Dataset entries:
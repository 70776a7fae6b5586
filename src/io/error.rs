//! Error types for path generation, compositing and terminal output

use std::fmt;

/// Main error type for all knot rendering operations
#[derive(Debug)]
pub enum KnotError {
    /// Render or curve parameter validation failed
    InvalidParameter {
        /// Name of the invalid parameter
        parameter: &'static str,
        /// Provided value that failed validation
        value: String,
        /// Explanation of why the value is invalid
        reason: String,
    },

    /// Motif glyph without a bound category
    UnknownSymbol {
        /// The offending glyph
        glyph: char,
        /// Motif row of the glyph
        row: usize,
        /// Motif column of the glyph
        col: usize,
    },

    /// Motif text does not describe a square grid of the expected size
    MalformedMotif {
        /// Description of what's wrong with the motif text
        reason: String,
    },

    /// Color string could not be parsed
    InvalidColor {
        /// The rejected color text
        value: String,
        /// Explanation of why the color is invalid
        reason: String,
    },

    /// Traversal step that is not a unit axis-aligned move
    ///
    /// Only produced when the path generator and the compositor disagree on
    /// the turtle model, so it always indicates a logic defect.
    DisconnectedStep {
        /// Index of the step's destination point within the path
        index: usize,
        /// Point the step leaves
        from: [i32; 2],
        /// Point the step arrives at
        to: [i32; 2],
    },

    /// Pixel block region falls outside the canvas
    BlockOutOfBounds {
        /// Canvas operation that was attempted
        operation: &'static str,
        /// Region origin x
        x: u32,
        /// Region origin y
        y: u32,
        /// Region width
        width: u32,
        /// Region height
        height: u32,
        /// Canvas dimensions (width, height)
        canvas: (u32, u32),
    },

    /// Writing rendered output failed
    Output {
        /// Description of the operation that failed
        operation: &'static str,
        /// Underlying I/O error
        source: std::io::Error,
    },
}

impl fmt::Display for KnotError {
    fn fmt(&self, f: &mut fmt::Formatter<'_>) -> fmt::Result {
        match self {
            Self::InvalidParameter {
                parameter,
                value,
                reason,
            } => {
                write!(f, "Invalid parameter '{parameter}' = '{value}': {reason}")
            }
            Self::UnknownSymbol { glyph, row, col } => {
                write!(
                    f,
                    "Motif glyph '{glyph}' at row {row}, column {col} has no category"
                )
            }
            Self::MalformedMotif { reason } => {
                write!(f, "Malformed motif: {reason}")
            }
            Self::InvalidColor { value, reason } => {
                write!(f, "Invalid color '{value}': {reason}")
            }
            Self::DisconnectedStep { index, from, to } => {
                write!(
                    f,
                    "Internal error: path step {index} from ({}, {}) to ({}, {}) is not a unit horizontal or vertical move",
                    from[0], from[1], to[0], to[1]
                )
            }
            Self::BlockOutOfBounds {
                operation,
                x,
                y,
                width,
                height,
                canvas,
            } => {
                write!(
                    f,
                    "Block {width}x{height} at ({x}, {y}) exceeds {}x{} canvas during {operation}",
                    canvas.0, canvas.1
                )
            }
            Self::Output { operation, source } => {
                write!(f, "Output error during {operation}: {source}")
            }
        }
    }
}

impl std::error::Error for KnotError {
    fn source(&self) -> Option<&(dyn std::error::Error + 'static)> {
        match self {
            Self::Output { source, .. } => Some(source),
            _ => None,
        }
    }
}

/// Convenience type alias for knot rendering results
pub type Result<T> = std::result::Result<T, KnotError>;

impl From<std::io::Error> for KnotError {
    fn from(err: std::io::Error) -> Self {
        Self::Output {
            operation: "unknown",
            source: err,
        }
    }
}

/// Create an invalid parameter error
pub fn invalid_parameter(
    parameter: &'static str,
    value: &impl ToString,
    reason: &impl ToString,
) -> KnotError {
    KnotError::InvalidParameter {
        parameter,
        value: value.to_string(),
        reason: reason.to_string(),
    }
}

/// Create an output error for a failed terminal or stream write
pub const fn output_error(operation: &'static str, source: std::io::Error) -> KnotError {
    KnotError::Output { operation, source }
}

_Exercise:_ The lines of the records that contain the string "category" should be located and copied.

_Answer area:_
    /// Motif glyph without a bound category
                    "Motif glyph '{glyph}' at row {row}, column {col} has no category"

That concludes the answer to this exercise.